Comme une goutte s'étalant sur le sol, l'émotion en son cœur s'étendait — une larme qu'elle n'avait jamais connue.

Ploc—

« … Ce cœur en moi — son langage m'échappe », répondit Sophien à la question de Keiron, la voix tremblante alors qu'elle regardait ses propres larmes tomber.

Sophien ne pouvait comprendre ni même concevoir une telle émotion — ce maudit tourbillon qui convulsait son cœur.

« Cependant, si quelque chose est certain, c'est ceci… »

Sophien tourna les yeux vers Yulie dans le cylindre, observant la chevalière plongée dans son sommeil alors qu'elle rembobinait son temps, avec la propre épée vivante de Sophien soigneusement posée sur elle — la lame même qu'elle avait apportée pour la tuer.

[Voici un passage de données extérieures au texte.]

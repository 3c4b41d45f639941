//! Shared plumbing for transformer and processor chains.
//!
//! Both chains are described in configuration as a list of
//! `{type, index, args}` entries. A [`Registry`] maps each `type` to a
//! constructor, every instance is initialised with its `args`, and the
//! resulting stages run in ascending `index` order.

use std::fmt::Debug;

use serde::{Deserialize, Serialize, de::DeserializeOwned};
use serde_yaml::Value;

use crate::{PipelineError, Result};

/// Configuration entry for one stage of a chain.
#[derive(Debug, Clone, PartialEq, Serialize, Deserialize)]
pub struct StageConfig {
    #[serde(rename = "type")]
    pub kind: String,
    #[serde(default)]
    pub index: i64,
    #[serde(default)]
    pub args: Value,
}

impl StageConfig {
    pub fn new(kind: impl Into<String>, index: i64) -> Self {
        Self {
            kind: kind.into(),
            index,
            args: Value::Null,
        }
    }

    #[must_use]
    pub fn with_args(mut self, args: Value) -> Self {
        self.args = args;
        self
    }

    /// Set `key` in `args` unless it is already present.
    pub fn default_arg(&mut self, key: &str, value: impl Into<Value>) {
        if self.args.is_null() {
            self.args = Value::Mapping(serde_yaml::Mapping::new());
        }

        if let Value::Mapping(args) = &mut self.args {
            let key = Value::String(key.to_string());
            if !args.contains_key(&key) {
                args.insert(key, value.into());
            }
        }
    }
}

/// Behaviour common to every stage.
pub trait Stage: Send + Sync + Debug {
    /// The registered type name.
    fn name(&self) -> &'static str;

    /// Apply the stage's configuration. Called once, before the first run.
    fn init(&mut self, _args: &Value) -> Result<()> {
        Ok(())
    }
}

/// Deserialize stage arguments, treating absent arguments as the defaults.
pub fn parse_args<T: DeserializeOwned + Default>(name: &'static str, args: &Value) -> Result<T> {
    if args.is_null() {
        return Ok(T::default());
    }

    serde_yaml::from_value(args.clone())
        .map_err(|source| PipelineError::InvalidArgs { name, source })
}

type Constructor<T> = Box<dyn Fn() -> Box<T> + Send + Sync>;

/// Type name to constructor mapping.
pub struct Registry<T: ?Sized> {
    stage: &'static str,
    constructors: Vec<(&'static str, Constructor<T>)>,
}

impl<T: ?Sized> Debug for Registry<T> {
    fn fmt(&self, f: &mut std::fmt::Formatter<'_>) -> std::fmt::Result {
        f.debug_struct("Registry")
            .field("stage", &self.stage)
            .field("types", &self.names().collect::<Vec<_>>())
            .finish()
    }
}

impl<T: ?Sized + Stage> Registry<T> {
    pub const fn new(stage: &'static str) -> Self {
        Self {
            stage,
            constructors: Vec::new(),
        }
    }

    /// Register `name`, replacing any earlier constructor of the same name.
    pub fn register(
        &mut self,
        name: &'static str,
        constructor: impl Fn() -> Box<T> + Send + Sync + 'static,
    ) {
        self.constructors.retain(|(existing, _)| *existing != name);
        self.constructors.push((name, Box::new(constructor)));
    }

    pub fn contains(&self, name: &str) -> bool {
        self.constructors.iter().any(|(existing, _)| *existing == name)
    }

    /// Instantiate, initialise and order the configured stages.
    ///
    /// Stages are sorted by `index`; equal indices keep configuration order.
    pub fn build(&self, configs: &[StageConfig]) -> Result<Vec<Box<T>>> {
        let mut stages = Vec::with_capacity(configs.len());

        for config in configs {
            let Some((_, constructor)) = self
                .constructors
                .iter()
                .find(|(name, _)| *name == config.kind)
            else {
                return Err(PipelineError::UnknownStage {
                    stage: self.stage,
                    name: config.kind.clone(),
                });
            };

            let mut stage = constructor();
            stage.init(&config.args)?;
            tracing::debug!(
                stage = self.stage,
                name = %config.kind,
                index = config.index,
                "Initialised stage"
            );
            stages.push((config.index, stage));
        }

        stages.sort_by_key(|(index, _)| *index);
        Ok(stages.into_iter().map(|(_, stage)| stage).collect())
    }
}

impl<T: ?Sized> Registry<T> {
    pub fn names(&self) -> impl Iterator<Item = &'static str> + '_ {
        self.constructors.iter().map(|(name, _)| *name)
    }
}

« … Que le Professeur ne connaisse point de chagrin. »

Sophien n'avait aucun moyen de comprendre son propre cœur.

« Je souhaite qu'il soit heureux. »

Une Impératrice, par définition même, est censée être un être qui commande toute possession… un être pour qui rien n'est inaccessible… songea Sophien.

« Si le cœur de cet amour réside ailleurs qu'en moi… tant mieux. »

Sophien se trouva déconcertée par ses propres mots — qu'il était acceptable même si elle ne pouvait avoir celui qu'elle aimait — et précisément à cause de cette perplexité, elle sourit avec un net sentiment de soulagement.

« En effet, si le Professeur connaissait son bonheur… je ne ressentirais aucun regret, même si je devais me noyer dans cette émotion même. »

Est-ce l'amour ? L'amour peut-il n'être qu'un souhait pour le bonheur de l'être aimé ? Est-il acceptable que je sois absente de son bonheur ?

« Cela — est mon vrai cœur… » conclut Sophien.

À cet instant, une douleur traversa l'esprit de Sophien, un tourment qui semblait ébranler son crâne et déchirer son cerveau, pourtant c'était d'une certaine manière une douleur comme une libération, que Sophien accueillit avec les nouvelles émotions affluant en elle au milieu d'une infime confusion.